For glass fusing using a large piece of DicroSlide (bigger than 4x4 inches), the manufacturer recommends that a 20-60 minute "hold" be programmed into the fusing cycle at 950°F to allow the carrier material to burn out.
Given that, some accommodation may be necessary during the enameling process to allow the carrier to burn out on larger pieces.
Again, this is a product that is new to enameling, and still needs some experimentation. |
| Tip 6 |
The colors of the underlayers of enamel change the way the DicroSlide color appears after firing. |
| Tip 7 |
The dichroic effect seems to be more dramatic on curved or domed metal. |
| Tip 8 |
The color and dichroic effect are stronger on darker colors and backgrounds. |
| Tip 9 |
Always use distilled water to apply the DicroSlide. |
| Tip 10 |
Keep the DicroSlide slightly damp while moving it on the glass. |
| Tip 11 |
Generally, place DicroSlide on the enamel with the dichroic (shiny) side up.
Placing the shiny dichroic-side down may produce a different result. |
| Tip 12 |
Use the dampened end of wooden skewer to move or uncurl the DicroSlide shapes. |
| Tip 13 |
Let the applied DicroSlide dry overnight.
If you don't, steam can make the DicroSlide have a nonuniform appearance after firing. |
| Tip 14 |
I have had the best luck by applying the DicroSlide to the top layer of enamel, then spraying with 50/50 KlyrFire and water, applying a super-light coat of Thompson Clear Flux #2030 (80 mesh) or Thompson Wax Yellow #2110 (80 mesh), letting it dry overnight, then firing normally. |
| Tip 15 |
Keep the top coat of enamel light.
If the coat is too heavy, it seems to cloud up on top of the DicroSlide. |
| Tip 16 |
Of course, all kilns are different. I have a small Paragon SC-3 with a ceramic fiber firing chamber rather than fire brick, with a programmable controller.
I fire the DicroSlide as the last firing, which is at 1450°-1475° for 1 minute 20 seconds for a jewelry-sized piece. |
| Tip 17 |
It seems best to fire the DicroSlide only once.
My experience has been that it can fade upon subsequent firings. |
| Tip 18 |
Don't grind down the final coat of enamel. The DicroSlide is sitting right under that light top coat, and even though it does get fired in, it can accidentally be stoned off. |
| Tip 19 |
I had previously not been able to get the dichroic material to be consistently stable on the enamel surface after firing, and had been using a top layer of clear enamel over the DicroSlide.

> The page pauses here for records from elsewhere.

//! Scheduling: adjacency index, topological order, readiness evaluation

use std::collections::{BTreeSet, HashMap};

use crate::error::GraphError;
use crate::models::{JoinPolicy, NodeKind, NodeStatus, WorkflowGraph, WorkflowNode};

/// Adjacency lists keyed by node id, with declaration order preserved
#[derive(Debug, Clone, Default)]
pub struct GraphIndex {
    /// Node ids in declaration order
    pub order: Vec<String>,
    position: HashMap<String, usize>,
    /// node -> sources of its incoming edges
    pub predecessors: HashMap<String, Vec<String>>,
    /// node -> targets of its outgoing edges
    pub successors: HashMap<String, Vec<String>>,
}

impl GraphIndex {
    /// Build the index. Edges that reference unknown nodes are kept as-is;
    /// validation reports them before the index is relied on.
    pub fn build(graph: &WorkflowGraph) -> Self {
        let order: Vec<String> = graph.nodes.iter().map(|n| n.id.clone()).collect();
        let position = order
            .iter()
            .enumerate()
            .map(|(i, id)| (id.clone(), i))
            .collect();

        let mut predecessors: HashMap<String, Vec<String>> = HashMap::new();
        let mut successors: HashMap<String, Vec<String>> = HashMap::new();
        for id in &order {
            predecessors.entry(id.clone()).or_default();
            successors.entry(id.clone()).or_default();
        }
        for edge in &graph.edges {
            predecessors
                .entry(edge.to.clone())
                .or_default()
                .push(edge.from.clone());
            successors
                .entry(edge.from.clone())
                .or_default()
                .push(edge.to.clone());
        }

        Self {
            order,
            position,
            predecessors,
            successors,
        }
    }

    pub fn position(&self, id: &str) -> Option<usize> {
        self.position.get(id).copied()
    }

    pub fn predecessors_of(&self, id: &str) -> &[String] {
        self.predecessors.get(id).map(Vec::as_slice).unwrap_or(&[])
    }

    pub fn successors_of(&self, id: &str) -> &[String] {
        self.successors.get(id).map(Vec::as_slice).unwrap_or(&[])
    }

    /// Sort ids into declaration order, dropping duplicates
    pub fn in_declaration_order<I>(&self, ids: I) -> Vec<String>
    where
        I: IntoIterator<Item = String>,
    {
        let positions: BTreeSet<usize> = ids
            .into_iter()
            .filter_map(|id| self.position(&id))
            .collect();
        positions
            .into_iter()
            .map(|i| self.order[i].clone())
            .collect()
    }
}

/// Topologically sorted node ids.
///
/// Kahn's algorithm with the ready set ordered by declaration position, so
/// independent nodes keep the producer's order.
pub fn topological_sort(index: &GraphIndex) -> Result<Vec<String>, GraphError> {
    let mut in_degree: HashMap<&str, usize> = index
        .order
        .iter()
        .map(|id| (id.as_str(), index.predecessors_of(id).len()))
        .collect();

    let mut queue: BTreeSet<usize> = index
        .order
        .iter()
        .enumerate()
        .filter(|(_, id)| in_degree.get(id.as_str()) == Some(&0))
        .map(|(i, _)| i)
        .collect();

    let mut result = Vec::with_capacity(index.order.len());

    while let Some(pos) = queue.pop_first() {
        let node_id = &index.order[pos];
        result.push(node_id.clone());

        for dependent in index.successors_of(node_id) {
            if let Some(degree) = in_degree.get_mut(dependent.as_str()) {
                *degree -= 1;
                if *degree == 0 {
                    if let Some(p) = index.position(dependent) {
                        queue.insert(p);
                    }
                }
            }
        }
    }

    if result.len() != index.order.len() {
        let stuck: Vec<String> = index
            .order
            .iter()
            .filter(|id| !result.contains(id))
            .cloned()
            .collect();
        return Err(GraphError::Cycle { path: stuck });
    }

    Ok(result)
}

/// Topological level of every node: roots are 0, others are one past their deepest predecessor
pub fn compute_levels(index: &GraphIndex) -> Result<HashMap<String, usize>, GraphError> {
    let mut levels = HashMap::new();
    for id in topological_sort(index)? {
        let level = index
            .predecessors_of(&id)
            .iter()
            .filter_map(|p| levels.get(p))
            .map(|l: &usize| l + 1)
            .max()
            .unwrap_or(0);
        levels.insert(id, level);
    }
    Ok(levels)
}

/// What the predecessors of a pending node allow it to do
#[derive(Debug, Clone, PartialEq, Eq)]
pub enum Readiness {
    /// At least one predecessor has not settled
    Waiting,
    /// All required predecessors completed
    Ready { partial: bool },
    /// The node can never run
    Fail { reason: String },
}

/// Evaluate a pending node against the statuses of its predecessors.
///
/// Task nodes and `all` joins need every predecessor completed and fail fast
/// when a join source fails. Best-effort joins wait for every predecessor to
/// settle and proceed if at least one completed.
pub fn evaluate_readiness(
    node: &WorkflowNode,
    predecessors: &[(String, NodeStatus)],
) -> Readiness {
    if predecessors.is_empty() {
        return Readiness::Ready { partial: false };
    }

    let failed: Vec<&str> = predecessors
        .iter()
        .filter(|(_, s)| *s == NodeStatus::Failed)
        .map(|(id, _)| id.as_str())
        .collect();
    let completed = predecessors
        .iter()
        .filter(|(_, s)| *s == NodeStatus::Completed)
        .count();

    let best_effort = node.kind == NodeKind::Join && node.join == JoinPolicy::BestEffort;

    if !best_effort {
        if node.kind == NodeKind::Join && !failed.is_empty() {
            return Readiness::Fail {
                reason: format!("predecessor failed: {}", failed.join(", ")),
            };
        }
        if completed == predecessors.len() {
            return Readiness::Ready { partial: false };
        }
        return Readiness::Waiting;
    }

    if completed + failed.len() < predecessors.len() {
        return Readiness::Waiting;
    }
    if completed == 0 {
        return Readiness::Fail {
            reason: format!("all predecessors failed: {}", failed.join(", ")),
        };
    }
    Readiness::Ready {
        partial: !failed.is_empty(),
    }
}
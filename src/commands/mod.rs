//! CLI command implementations

pub mod diagram;
pub mod serve;
pub mod validate;
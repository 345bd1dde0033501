//! `warden diagram <graph>`: render a graph in its initial state

use anyhow::Result;
use std::path::Path;

use crate::events::EventBus;
use crate::executor::Executor;
use crate::graph::load_graph;
use crate::progress::{render_levels, render_mermaid, Direction};

/// Print the graph as a Mermaid flowchart, or as topological levels with `text`
pub fn execute(path: &Path, direction: Direction, show_gate_badges: bool, text: bool) -> Result<()> {
    let graph = load_graph(path)?;
    // Start against a throwaway bus so roots show as ready and gates as awaiting
    let executor = Executor::start(graph, EventBus::default())?;

    let output = if text {
        render_levels(executor.graph(), executor.states())
    } else {
        render_mermaid(executor.graph(), executor.states(), direction, show_gate_badges)
    };
    println!("{output}");
    Ok(())
}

I figured out how to do it without that top layer of clear.
I tried firing the enamel with the dichroic on it for twice as long as I normally do, and at a lower temperature, and it seems quite stable.
I've rubbed it, washed it, and even tried scraping it with my fingernail, and it doesn't seem to come off.
I think it needs to be in the kiln longer so the binder can burn all of the way off to be stable.
I fired it for 3 minutes at 1450°F, and it worked great.
It's a really different look -- there's a small amount of crazing still, but it's a much shinier effect and has a much better dichroic sheen.